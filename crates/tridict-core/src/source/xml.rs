//! Shared quick-xml plumbing for the JMdict and KANJIDIC2 readers.

use std::collections::HashMap;
use std::sync::OnceLock;

use quick_xml::escape::resolve_predefined_entity;
use quick_xml::events::{BytesStart, BytesText};
use regex::Regex;
use tracing::debug;

use super::SourceError;

pub(super) fn xml_err(e: impl std::fmt::Display) -> SourceError {
    SourceError::Xml(e.to_string())
}

/// Collect `<!ENTITY name "value">` declarations from a DOCTYPE internal subset.
///
/// JMdict spells part-of-speech and misc tags as entity references
/// (`<pos>&n;</pos>`), so the declarations are needed to expand them.
pub(super) fn parse_entity_decls(doctype: &str) -> HashMap<String, String> {
    static ENTITY_RE: OnceLock<Regex> = OnceLock::new();
    let re = ENTITY_RE.get_or_init(|| {
        Regex::new(r#"<!ENTITY\s+([^\s%]+)\s+"([^"]*)"\s*>"#).expect("entity regex must be valid")
    });
    re.captures_iter(doctype)
        .map(|c| (c[1].to_string(), c[2].to_string()))
        .collect()
}

/// Unescape a text node, expanding DTD-declared entities and the five
/// predefined XML escapes (`&amp;`, `&lt;`, ...).
///
/// Text with an undeclared entity is kept verbatim rather than failing the
/// whole file.
pub(super) fn text_with_entities(text: &BytesText<'_>, entities: &HashMap<String, String>) -> String {
    match text.unescape_with(|name| {
        entities
            .get(name)
            .map(String::as_str)
            .or_else(|| resolve_predefined_entity(name))
    }) {
        Ok(s) => s.into_owned(),
        Err(e) => {
            let raw = String::from_utf8_lossy(text).into_owned();
            debug!("keeping raw text {raw:?}: {e}");
            raw
        }
    }
}

/// Value of attribute `key`, if present and well-formed.
pub(super) fn attribute(start: &BytesStart<'_>, key: &str) -> Option<String> {
    match start.try_get_attribute(key) {
        Ok(Some(attr)) => Some(String::from_utf8_lossy(attr.value.as_ref()).into_owned()),
        _ => None,
    }
}

#[cfg(test)]
mod tests {
    use super::*;

    #[test]
    fn test_parse_entity_decls() {
        let dtd = r#"JMdict [
<!ELEMENT JMdict (entry*)>
<!ENTITY n "noun (common) (futsuumeishi)">
<!ENTITY v5r "Godan verb with 'ru' ending">
<!ENTITY % param "ignored">
]"#;
        let entities = parse_entity_decls(dtd);
        assert_eq!(entities.len(), 2);
        assert_eq!(entities["n"], "noun (common) (futsuumeishi)");
        assert_eq!(entities["v5r"], "Godan verb with 'ru' ending");
    }

    #[test]
    fn test_text_with_entities() {
        let mut entities = HashMap::new();
        entities.insert("n".to_string(), "noun (common)".to_string());

        let text = BytesText::from_escaped("&n;");
        assert_eq!(text_with_entities(&text, &entities), "noun (common)");

        let text = BytesText::from_escaped("cats &amp; dogs");
        assert_eq!(text_with_entities(&text, &entities), "cats & dogs");

        let text = BytesText::from_escaped("&unknown;");
        assert_eq!(text_with_entities(&text, &entities), "&unknown;");
    }
}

◆ ◆ ◆ ◆ ◆

■ **Work task**:
Repeat the whole listing exactly, line for line.

■ **Written answer**:
filename crates/tridict-core/src/source/xml.rs
//! Shared quick-xml plumbing for the JMdict and KANJIDIC2 readers.

use std::collections::HashMap;
use std::sync::OnceLock;

use quick_xml::escape::resolve_predefined_entity;
use quick_xml::events::{BytesStart, BytesText};
use regex::Regex;
use tracing::debug;

use super::SourceError;

pub(super) fn xml_err(e: impl std::fmt::Display) -> SourceError {
    SourceError::Xml(e.to_string())
}

/// Collect `<!ENTITY name "value">` declarations from a DOCTYPE internal subset.
///
/// JMdict spells part-of-speech and misc tags as entity references
/// (`<pos>&n;</pos>`), so the declarations are needed to expand them.
pub(super) fn parse_entity_decls(doctype: &str) -> HashMap<String, String> {
    static ENTITY_RE: OnceLock<Regex> = OnceLock::new();
    let re = ENTITY_RE.get_or_init(|| {
        Regex::new(r#"<!ENTITY\s+([^\s%]+)\s+"([^"]*)"\s*>"#).expect("entity regex must be valid")
    });
    re.captures_iter(doctype)
        .map(|c| (c[1].to_string(), c[2].to_string()))
        .collect()
}

/// Unescape a text node, expanding DTD-declared entities and the five
/// predefined XML escapes (`&amp;`, `&lt;`, ...).
///
/// Text with an undeclared entity is kept verbatim rather than failing the
/// whole file.
pub(super) fn text_with_entities(text: &BytesText<'_>, entities: &HashMap<String, String>) -> String {
    match text.unescape_with(|name| {
        entities
            .get(name)
            .map(String::as_str)
            .or_else(|| resolve_predefined_entity(name))
    }) {
        Ok(s) => s.into_owned(),
        Err(e) => {
            let raw = String::from_utf8_lossy(text).into_owned();
            debug!("keeping raw text {raw:?}: {e}");
            raw
        }
    }
}

/// Value of attribute `key`, if present and well-formed.
pub(super) fn attribute(start: &BytesStart<'_>, key: &str) -> Option<String> {
    match start.try_get_attribute(key) {
        Ok(Some(attr)) => Some(String::from_utf8_lossy(attr.value.as_ref()).into_owned()),
        _ => None,
    }
}

#[cfg(test)]
mod tests {
    use super::*;

    #[test]
    fn test_parse_entity_decls() {
        let dtd = r#"JMdict [
<!ELEMENT JMdict (entry*)>
<!ENTITY n "noun (common) (futsuumeishi)">
<!ENTITY v5r "Godan verb with 'ru' ending">
<!ENTITY % param "ignored">
]"#;
        let entities = parse_entity_decls(dtd);
        assert_eq!(entities.len(), 2);
        assert_eq!(entities["n"], "noun (common) (futsuumeishi)");
        assert_eq!(entities["v5r"], "Godan verb with 'ru' ending");
    }

    #[test]
    fn test_text_with_entities() {
        let mut entities = HashMap::new();
        entities.insert("n".to_string(), "noun (common)".to_string());

        let text = BytesText::from_escaped("&n;");
        assert_eq!(text_with_entities(&text, &entities), "noun (common)");

        let text = BytesText::from_escaped("cats &amp; dogs");
        assert_eq!(text_with_entities(&text, &entities), "cats & dogs");

        let text = BytesText::from_escaped("&unknown;");
        assert_eq!(text_with_entities(&text, &entities), "&unknown;");
    }
}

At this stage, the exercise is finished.